Londrina - Em manifesto enviado ontem ao ministro da Agricultura, Reinhold Stephanes, representantes de entidades ligadas à pecuária de corte pediram o fim das negociações com a União Européia. Os pecuaristas alegam questão de soberania para não aceitar as imposições dos europeus, que exigem do Brasil a apresentação de uma lista com apenas 300 propriedades aptas a exportar.

O texto da Associação Nacional dos Produtores de Bovinos de Corte (ANPBC), apoiado pela Federação Brasileira das Associações de Criadores de Animais de Raça, pela Associação Nacional de Criadores e pela Sociedade Rural do Paraná, pede a paralisação das negociações com a UE.

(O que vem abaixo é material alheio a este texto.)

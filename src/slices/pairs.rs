//! Pairing, joining and pair-to-map conversion.

use crate::defs::{BinaryPred, Pair};
use std::collections::HashMap;
use std::hash::Hash;

/// Pair up elements position by position, stopping at the shorter input.
///
/// # Example
/// ```
/// use toolz::{Pair, zip};
///
/// let z = zip(&[1, 2, 3], &['a', 'b']);
/// assert_eq!(z, vec![Pair::new(1, 'a'), Pair::new(2, 'b')]);
/// ```
pub fn zip<A: Clone, B: Clone>(s1: &[A], s2: &[B]) -> Vec<Pair<A, B>> {
    s1.iter()
        .zip(s2)
        .map(|(a, b)| Pair::new(a.clone(), b.clone()))
        .collect()
}

/// Split pairs into two parallel sequences, preserving order.
pub fn unzip<A: Clone, B: Clone>(pairs: &[Pair<A, B>]) -> (Vec<A>, Vec<B>) {
    pairs
        .iter()
        .map(|p| (p.first.clone(), p.second.clone()))
        .unzip()
}

/// Nested-loop join: every `(a, b)` from `s1 × s2` with `pred(a, b)`, in
/// outer-`s1`, inner-`s2` order. No index is built, so the cost is
/// `O(s1.len() * s2.len())` predicate calls.
///
/// # Example
/// ```
/// use toolz::{Pair, join};
///
/// let users = [(1, "ann"), (2, "bob")];
/// let orders = [(2, 30), (1, 10), (2, 20)];
/// let rows = join(&users, &orders, |u: &(i32, &str), o: &(i32, i32)| u.0 == o.0);
/// let ids: Vec<(i32, i32)> = rows.iter().map(|p| (p.first.0, p.second.1)).collect();
/// assert_eq!(ids, vec![(1, 10), (2, 30), (2, 20)]);
/// ```
pub fn join<A: Clone, B: Clone, P>(s1: &[A], s2: &[B], pred: P) -> Vec<Pair<A, B>>
where
    P: BinaryPred<A, B>,
{
    let mut out = Vec::new();
    for a in s1 {
        for b in s2 {
            if pred(a, b) {
                out.push(Pair::new(a.clone(), b.clone()));
            }
        }
    }
    out
}

/// Build a map from pairs; a later pair overwrites an earlier one with the
/// same key.
pub fn from_pairs<K, V>(pairs: &[Pair<K, V>]) -> HashMap<K, V>
where
    K: Eq + Hash + Clone,
    V: Clone,
{
    let mut m = HashMap::with_capacity(pairs.len());
    for p in pairs {
        m.insert(p.first.clone(), p.second.clone());
    }
    m
}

Segundo André Muller Carioba Arndt, presidente da ANPBC, é uma questão de soberania nacional “não aceitar a imposição de um número de exportadores”. Os produtores lembram que a União Européia compra pouco de carne bovina “in natura” brasileira, quando se compara com toda a produção nacional. Segundo Arndt, o momento é favorável ao fim das negociações, pois a demanda no mundo é maior que a oferta e logo os próprios consumidores europeus irão se voltar contra as medidas protecionistas da UE.

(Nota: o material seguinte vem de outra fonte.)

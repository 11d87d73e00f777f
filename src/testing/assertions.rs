//! Assertion functions for comparing operation outputs.

use crate::slices::{counter, difference, equal, index_func};
use std::collections::HashMap;
use std::fmt::Debug;
use std::hash::{BuildHasher, Hash};

/// Assert that two sequences are equal in order and content.
///
/// # Panics
///
/// Panics if the sequences differ in length or at any index.
///
/// # Example
///
/// ```
/// use toolz::testing::assert_collections_equal;
///
/// assert_collections_equal(&[1, 2, 3], &[1, 2, 3]);
/// ```
pub fn assert_collections_equal<T: Debug + PartialEq>(actual: &[T], expected: &[T]) {
    if equal(actual, expected) {
        return;
    }
    assert_eq!(
        actual.len(),
        expected.len(),
        "Collection length mismatch:\n  Expected length: {}\n  Actual length: {}\n  Expected: {expected:?}\n  Actual: {actual:?}",
        expected.len(),
        actual.len()
    );
    for (i, (a, e)) in actual.iter().zip(expected).enumerate() {
        assert_eq!(
            a, e,
            "Collection mismatch at index {i}:\n  Expected: {e:?}\n  Actual: {a:?}\n  Full expected: {expected:?}\n  Full actual: {actual:?}"
        );
    }
}

/// Assert that two sequences hold the same elements with the same
/// multiplicities, in any order.
///
/// Use this for anything built by walking a map (`unpivot`, `to_pairs`,
/// `keys`, `values`).
///
/// # Panics
///
/// Panics if the occurrence counts differ for any element.
///
/// # Example
///
/// ```
/// use toolz::testing::assert_collections_unordered_equal;
///
/// assert_collections_unordered_equal(&[3, 1, 2, 1], &[1, 1, 2, 3]);
/// ```
pub fn assert_collections_unordered_equal<T: Debug + Eq + Hash + Clone>(actual: &[T], expected: &[T]) {
    assert_eq!(
        actual.len(),
        expected.len(),
        "Collection length mismatch:\n  Expected length: {}\n  Actual length: {}\n  Expected: {expected:?}\n  Actual: {actual:?}",
        expected.len(),
        actual.len()
    );

    if counter(actual) != counter(expected) {
        let (extra, missing) = difference(actual, expected);
        panic!(
            "Collection content mismatch:\n  Missing elements: {missing:?}\n  Extra elements: {extra:?}\n  Expected: {expected:?}\n  Actual: {actual:?}"
        );
    }
}

/// Assert that two sequences of key-value pairs are equal after sorting by key.
///
/// # Panics
///
/// Panics if the sequences differ after sorting.
///
/// # Example
///
/// ```
/// use toolz::testing::assert_kv_collections_equal;
///
/// assert_kv_collections_equal(vec![("b", 2), ("a", 1)], vec![("a", 1), ("b", 2)]);
/// ```
pub fn assert_kv_collections_equal<K, V>(mut actual: Vec<(K, V)>, mut expected: Vec<(K, V)>)
where
    K: Debug + Ord,
    V: Debug + PartialEq,
{
    actual.sort_by(|a, b| a.0.cmp(&b.0));
    expected.sort_by(|a, b| a.0.cmp(&b.0));
    assert_eq!(actual, expected, "Key-value mismatch after sorting by key");
}

/// Assert that two maps hold the same entries.
///
/// # Panics
///
/// Panics on a size mismatch, a missing key or a differing value.
pub fn assert_maps_equal<K, V, S1: BuildHasher, S2: BuildHasher>(
    actual: &HashMap<K, V, S1>,
    expected: &HashMap<K, V, S2>,
) where
    K: Debug + Eq + Hash,
    V: Debug + PartialEq,
{
    assert_eq!(
        actual.len(),
        expected.len(),
        "HashMap size mismatch:\n  Expected size: {}\n  Actual size: {}\n  Expected: {expected:?}\n  Actual: {actual:?}",
        expected.len(),
        actual.len()
    );

    for (key, expected_value) in expected {
        match actual.get(key) {
            Some(actual_value) if actual_value == expected_value => {}
            Some(actual_value) => panic!(
                "HashMap value mismatch for key {key:?}:\n  Expected: {expected_value:?}\n  Actual: {actual_value:?}"
            ),
            None => panic!("HashMap missing key: {key:?}"),
        }
    }
}

/// Assert that every element satisfies `predicate`.
///
/// # Panics
///
/// Panics naming the first failing element.
///
/// # Example
///
/// ```
/// use toolz::testing::assert_all;
///
/// assert_all(&[2, 4, 6, 8], |x: &i32| x % 2 == 0);
/// ```
pub fn assert_all<T: Debug>(collection: &[T], predicate: impl Fn(&T) -> bool) {
    if let Some(i) = index_func(collection, |x: &T| !predicate(x)) {
        panic!(
            "Predicate failed for element at index {i}:\n  Element: {:?}\n  Collection: {collection:?}",
            collection[i]
        );
    }
}

/// Assert that at least one element satisfies `predicate`.
///
/// # Panics
///
/// Panics if none does.
pub fn assert_any<T: Debug>(collection: &[T], predicate: impl Fn(&T) -> bool) {
    assert!(
        index_func(collection, predicate).is_some(),
        "No elements satisfied the predicate:\n  Collection: {collection:?}"
    );
}

/// Assert that no element satisfies `predicate`.
///
/// # Panics
///
/// Panics naming the first matching element.
pub fn assert_none<T: Debug>(collection: &[T], predicate: impl Fn(&T) -> bool) {
    if let Some(i) = index_func(collection, predicate) {
        panic!(
            "Predicate unexpectedly succeeded for element at index {i}:\n  Element: {:?}\n  Collection: {collection:?}",
            collection[i]
        );
    }
}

Também em nota oficial, a Associação Brasileira dos Frigoríficos (Abrafrigo) cobrou investigação e punição rigorosa, pelo Ministério da Agricultura, das empresas que exportaram carne bovina “in natura” sem obedecer aos critérios de rastreabilidade. A exportação irregular foi admitida pelo próprio ministro do Ministério da Agricultura, Reinhold Stephanes. Ele afirmou ontem que a UE sabia que importava carne bovina brasileira de rebanhos não rastreados, explicando que essa situação foi mencionada em relatório da UE enviado à Organização Mundial do Comércio (OMC).

A Abrafrigo se posicionou contra a apresentação de nova lista de exportadores para a UE. “A questão é puramente comercial’’, disse Péricles Salazar, presidente da associação.